Once science has asserted that it has an answer to a question, it may later
announce that it has changed its answer, but it will never admit that it has
no answer.
As the sociologist Robert K. Merton said almost fifty years ago, “On
every side, the scientist is reminded that it is his role to . . . have made
genuinely original contributions to the common stock of knowledge.”6
But in science as conducted today, a mere rebuttal is not considered a contribution
to knowledge. There is no role for a mere defense counselor. No scientist sees
a career advantage in proclaiming not only that the scientific establishment
is ignorant of the truth, but that he is also ignorant.
No wonder reigning scientific paradigms are so rarely abandoned, given that
every challenger is required to be a veritable Perry Mason of science. The inevitable
result is that flawed theories are left standing that ought to be rejected.

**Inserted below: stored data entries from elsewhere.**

//! Cairo-based rendering functions for the capture surface.

use super::color::Color;
use crate::util::Point;

/// Fills the whole target with an opaque background color.
///
/// Uses the `Source` operator so any previous content (including partially
/// transparent pixels) is replaced rather than blended over.
///
/// # Arguments
/// * `ctx` - Cairo drawing context to render to
/// * `color` - Background color; alpha is forced to 1.0
pub fn render_background(ctx: &cairo::Context, color: Color) {
    let _ = ctx.save();
    ctx.set_operator(cairo::Operator::Source);
    color.opaque().apply(ctx);
    let _ = ctx.paint();
    let _ = ctx.restore();
}

/// Renders one stroke segment between two buffer-space points.
///
/// Round caps make consecutive segments of a stroke join seamlessly and turn a
/// zero-length segment into a dot the size of the pen.
///
/// # Errors
/// Returns the cairo error if stroking fails (e.g. the context is in an error state).
pub fn render_segment(
    ctx: &cairo::Context,
    from: Point,
    to: Point,
    color: Color,
    width: f64,
) -> Result<(), cairo::Error> {
    color.apply(ctx);
    ctx.set_line_width(width);
    ctx.set_line_cap(cairo::LineCap::Round);
    ctx.set_line_join(cairo::LineJoin::Round);

    ctx.move_to(from.x, from.y);
    ctx.line_to(to.x, to.y);
    ctx.stroke()
}

/// Paints `image` scaled into the `width`×`height` box at (`x`, `y`).
pub fn render_scaled_image(
    ctx: &cairo::Context,
    image: &cairo::ImageSurface,
    x: f64,
    y: f64,
    width: f64,
    height: f64,
) -> Result<(), cairo::Error> {
    let src_w = image.width();
    let src_h = image.height();
    if src_w <= 0 || src_h <= 0 {
        return Ok(());
    }

    ctx.save()?;
    ctx.translate(x, y);
    ctx.scale(width / src_w as f64, height / src_h as f64);
    ctx.set_source_surface(image, 0.0, 0.0)?;
    let result = ctx.paint();
    ctx.restore()?;
    result
}

#[cfg(test)]
mod tests {
    use super::*;
    use crate::draw::color::{BLACK, WHITE};

    fn surface(width: i32, height: i32) -> cairo::ImageSurface {
        cairo::ImageSurface::create(cairo::Format::ARgb32, width, height).unwrap()
    }

    fn first_pixel(surface: &cairo::ImageSurface) -> u32 {
        let mut value = 0;
        surface
            .with_data(|data| {
                value = u32::from_ne_bytes([data[0], data[1], data[2], data[3]]);
            })
            .unwrap();
        value
    }

    #[test]
    fn background_replaces_transparent_pixels() {
        let target = surface(4, 4);
        {
            let ctx = cairo::Context::new(&target).unwrap();
            render_background(&ctx, WHITE);
        }
        assert_eq!(first_pixel(&target), 0xFFFF_FFFF);
    }

    #[test]
    fn zero_length_segment_leaves_a_dot() {
        let target = surface(16, 16);
        {
            let ctx = cairo::Context::new(&target).unwrap();
            render_background(&ctx, WHITE);
            render_segment(&ctx, Point::new(1.0, 1.0), Point::new(1.0, 1.0), BLACK, 6.0)
                .unwrap();
        }
        let pixel = first_pixel(&target);
        assert_eq!(pixel >> 24, 0xFF);
        assert!((pixel >> 16) & 0xFF < 0x20, "pixel {pixel:#010x} should be inked");
    }
}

This rule of the science establishment does not serve truth. It imposes an unfair
burden of proof that, if applied in law, would require every defense lawyer
to be as effective as Perry Mason.
And since most defense lawyers aren’t Perry Masons, a lot of innocent
people would go to jail, because the juries would be forced to accept as true
theories that were in fact false. In science, we, the jury, are told to accept
as true the prosecutor’s theories (the reigning paradigms), and no defense
counsel is available whose sole duty is to expose their flaws and show that
their supposed answers are wrong.
Denigration Without Rules
A third characteristic element of litigation also appears repeatedly in the
evolution debates: the ad hominem denigration of the representatives of the
other side. Lawyers regularly seize upon every action by the other side’s
lawyers that can be used to characterize them as deceitful, incompetent, confused,
or having bad motivations, in order to get the judge to discount their credibility.

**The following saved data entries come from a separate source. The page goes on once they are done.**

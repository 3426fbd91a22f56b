use std::env;
use std::fs;
use std::path::{Path, PathBuf};
use std::process::Command;

fn main() {
    let hash = Command::new("git")
        .args(["rev-parse", "--short", "HEAD"])
        .output()
        .ok()
        .and_then(|output| {
            if output.status.success() {
                Some(String::from_utf8_lossy(&output.stdout).trim().to_string())
            } else {
                None
            }
        })
        .filter(|s| !s.is_empty())
        .unwrap_or_else(|| "unknown".into());

    println!("cargo:rustc-env=SCRIBEPAD_GIT_HASH={hash}");

    if let Some(git_dir) = resolve_git_dir() {
        emit_rerun(&git_dir.join("HEAD"));
        emit_rerun(&git_dir.join("refs"));
        emit_rerun(&git_dir.join("packed-refs"));
    }
}

fn resolve_git_dir() -> Option<PathBuf> {
    if let Some(from_env) = env::var_os("GIT_DIR") {
        return Some(PathBuf::from(from_env));
    }

    let dot_git = PathBuf::from(".git");
    if dot_git.is_dir() {
        return Some(dot_git);
    }

    if dot_git.is_file() {
        if let Ok(contents) = fs::read_to_string(&dot_git) {
            if let Some(rest) = contents.strip_prefix("gitdir:") {
                let mut resolved = PathBuf::from(rest.trim());
                if resolved.is_relative() {
                    if let Some(parent) = dot_git.parent() {
                        resolved = parent.join(resolved);
                    }
                }
                return Some(resolved);
            }
        }
    }

    None
}

fn emit_rerun(path: &Path) {
    if path.exists() {
        if let Some(display) = path.to_str() {
            println!("cargo:rerun-if-changed={display}");
        }
    }
}
//! Raster drawing primitives (Cairo-based).
//!
//! This module defines the core drawing types used for handwriting capture:
//! - [`Color`]: RGBA color representation with predefined color constants
//! - [`DrawingSurface`]: the fixed-size capture raster and its stroke session
//! - Rendering functions for Cairo-based output
//! - Glyph sheet composition for generated character images

pub mod color;
pub mod render;
pub mod sheet;
pub mod surface;

pub use color::{BLACK, Color, WHITE};
pub use sheet::{SheetLayout, compose_sheet};
pub use surface::{ChangeCallback, DrawingSurface, SurfaceError, SurfaceSettings};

Anyone who delves into the books, articles, and Internet postings on the evolution
debate will see instantly who employs these kinds of tactics and who does not.
For example, authors aligned with the scientific establishment almost always
label skeptics of unintelligent evolution as “creationists,” in
an attempt to box in all doubters with young-earth Christian fundamentalists.

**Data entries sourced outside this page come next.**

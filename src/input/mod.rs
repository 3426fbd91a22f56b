//! Input handling for the capture surface.
//!
//! This module translates host pointer and touch events into stroke session
//! calls on a [`DrawingSurface`](crate::draw::DrawingSurface), mapping client
//! coordinates into buffer coordinates on every event.

pub mod events;
mod pointer;
pub mod transform;

pub use events::{PointerEvent, StrokeAction};
pub use transform::DisplayRect;
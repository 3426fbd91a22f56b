//! Host-neutral pointer and touch events.

use crate::util::Point;
use serde::{Deserialize, Serialize};

/// Pointer or touch event as delivered by the host, in client coordinates.
///
/// Mouse and touch origins are unified onto one stroke: touch events carry
/// every active touch point, but only the first is ever used.
#[derive(Debug, Clone, PartialEq, Serialize, Deserialize)]
#[serde(tag = "type", rename_all = "snake_case")]
pub enum PointerEvent {
    /// Primary button pressed
    MouseDown { x: f64, y: f64 },
    /// Pointer moved (with or without a button held)
    MouseMove { x: f64, y: f64 },
    /// Primary button released
    MouseUp,
    /// Pointer left the surface
    MouseOut,
    /// One or more touches began
    TouchStart { touches: Vec<Point> },
    /// Active touches moved
    TouchMove { touches: Vec<Point> },
    /// Touches lifted
    TouchEnd,
    /// Touch sequence interrupted by the host
    TouchCancel,
}

/// What an event means for the stroke session.
#[derive(Debug, Clone, Copy, PartialEq)]
pub enum StrokeAction {
    Begin(Point),
    Extend(Point),
    End,
}

impl PointerEvent {
    /// Client-space position of the event, if it has one.
    ///
    /// Multi-touch collapses to the first touch; a touch event with an empty
    /// touch list has no position.
    pub fn client_position(&self) -> Option<Point> {
        match self {
            PointerEvent::MouseDown { x, y } | PointerEvent::MouseMove { x, y } => {
                Some(Point::new(*x, *y))
            }
            PointerEvent::TouchStart { touches } | PointerEvent::TouchMove { touches } => {
                touches.first().copied()
            }
            PointerEvent::MouseUp
            | PointerEvent::MouseOut
            | PointerEvent::TouchEnd
            | PointerEvent::TouchCancel => None,
        }
    }

    /// Maps the event to a stroke action, still in client coordinates.
    pub fn stroke_action(&self) -> Option<StrokeAction> {
        match self {
            PointerEvent::MouseDown { .. } | PointerEvent::TouchStart { .. } => {
                self.client_position().map(StrokeAction::Begin)
            }
            PointerEvent::MouseMove { .. } | PointerEvent::TouchMove { .. } => {
                self.client_position().map(StrokeAction::Extend)
            }
            PointerEvent::MouseUp
            | PointerEvent::MouseOut
            | PointerEvent::TouchEnd
            | PointerEvent::TouchCancel => Some(StrokeAction::End),
        }
    }
}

These techniques are not the mark of an impartial truth-seeker; they are the
mark of a self-interested advocate. I do not see these kinds of ad hominem smear
tactics in the writings of the leading ID authors—which is another reason
why I have come to trust them more than their opponents in the debate.
But there is one twist to this: Although the debate is conducted in patterns
characteristic of litigation, scientists are not bound by the rules that bind
litigators. In litigation, party A submits an opening brief, party
B submits an opposition brief, A offers a reply, and
B submits a surreply. In litigation, these documents are all legal briefs
subject to impartial court rules as to length and format. Neither side can impose
special restrictions on the other.
In the evolution debate, the process typically starts with a book—the
opening brief—critical of unintelligent evolution. The opposition brief
takes the form of a book review in a magazine that likely favors unintelligent
evolution as a matter of its own editorial policy. If the magazine lets the
author defend the book, typically the space it offers him is quite limited.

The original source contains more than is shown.